A really outrageous Fats Navarro concert poster from Harlem, New York in the spring of 1949.
I say “outrageous” because of its unique feature of using red velvet, or felt, on much of the top half of the poster.
This bebop jazz window card has to be seen in person to be believed… you have to run your fingers over it to really appreciate it.
But I do my best in this video to tilt the poster at an angle, toward the camera, to give you a look at its spectacularly unusual 3D effect.
I mean, heck, any Fats Navarro placard from the 1940s would be cool enough, but when you add in the red velvet here, it just hits it out of the park.
I don’t care if this were a circus poster, I think I’d want it framed on my wall. In all my years of poster collecting, I’ve never seen anything like it. Have you?
If you were to have just one bebop jazz show poster in your collection, how could you possibly beat this one?
Sure, Dizzy and Thelonious are bigger names, but the velvet treatment here elevates it to #1 in my book!

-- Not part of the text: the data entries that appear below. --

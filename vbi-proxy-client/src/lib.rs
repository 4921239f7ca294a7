//! Client library for the VBI proxy daemon.
//!
//! ```no_run
//! use vbi_proxy_client::{ClientConfig, ProxyClient, ProxyEvent};
//! use vbi_proxy_protocol::{ServiceSet, Strictness};
//!
//! # async fn run() -> vbi_proxy_client::Result<()> {
//! let config = ClientConfig::from_env("/dev/vbi0");
//! let mut client = ProxyClient::connect(config, ServiceSet::TELETEXT_B, Strictness::Default).await?;
//! while let ProxyEvent::Frame(frame) = client.next_event().await? {
//!     println!("{} lines at {}", frame.lines.len(), frame.timestamp);
//! }
//! client.close().await
//! # }
//! ```

pub mod client;
pub mod config;
pub mod error;

pub use client::{IoctlReply, ProxyClient, ProxyEvent, Transport};
pub use config::{ClientConfig, ENV_SOCKET_DIR, ENV_TCP};
pub use error::{ClientError, Result};
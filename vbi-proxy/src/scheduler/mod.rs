//! Channel control scheduling.
//!
//! This module provides:
//! - [`ChannelScheduler`]: per-device channel token arbitration

pub mod channel;

pub use channel::{ChannelAction, ChannelScheduler};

It doesn’t even matter that this cardboard Fats Navarro poster board is significantly tattered around the edges… where are you ever going to find another one?
But I would refrain from having it restored by a paper expert… I’d rather just frame it as is, maybe “frame out” or “mat out” the damage, and have it look old.
I’d be inclined to call this a bebop jazz tour poster, but then I realized that it was almost certainly a “one-off,” or one-use-only, poster.
There just isn’t enough flexibility in the pertinent this-night-only information that’s given in several different places on the poster, for it to be a “tour blank.”
That’s a shame, because anyone seeking out old Fats Navarro concert memorabilia would only have this exact show to find this from.
Whereas many other great posters I’ve blogged here have been tour blanks that were used for an entire tour, sometimes over a year or two. Not this one.
Besides using that amazing velvet, this bebop jazz broadside was printed in red and mint green inks… interesting how no black ink was used.
That’s very unusual in itself. Normally, if a printer used two colors like this, they throw in the normal black, too, and then on a white background you’d have a four-color poster.
But all bets are off with this Fats Navarro in-person poster, due to its red-velvet content. Maybe the black ink would’ve proven difficult, and messy, around the velvet.
I’m really hoping a viewer contacts me with news of another poster, somewhere along the line, that used this unique printing feature. Even if it’s a modern-day poster.
OK, I’ve gone on & on about the velvet found on this bebop jazz window poster. Let’s get down to what it tells customers.
The big date right in the middle is highly unusual… you can’t miss it, and for some reason, the “23” is the biggest font used on the poster.
But since this was a Fats Navarro street poster, they really wanted the date to jump out at people walking by… it adds a sense of urgency.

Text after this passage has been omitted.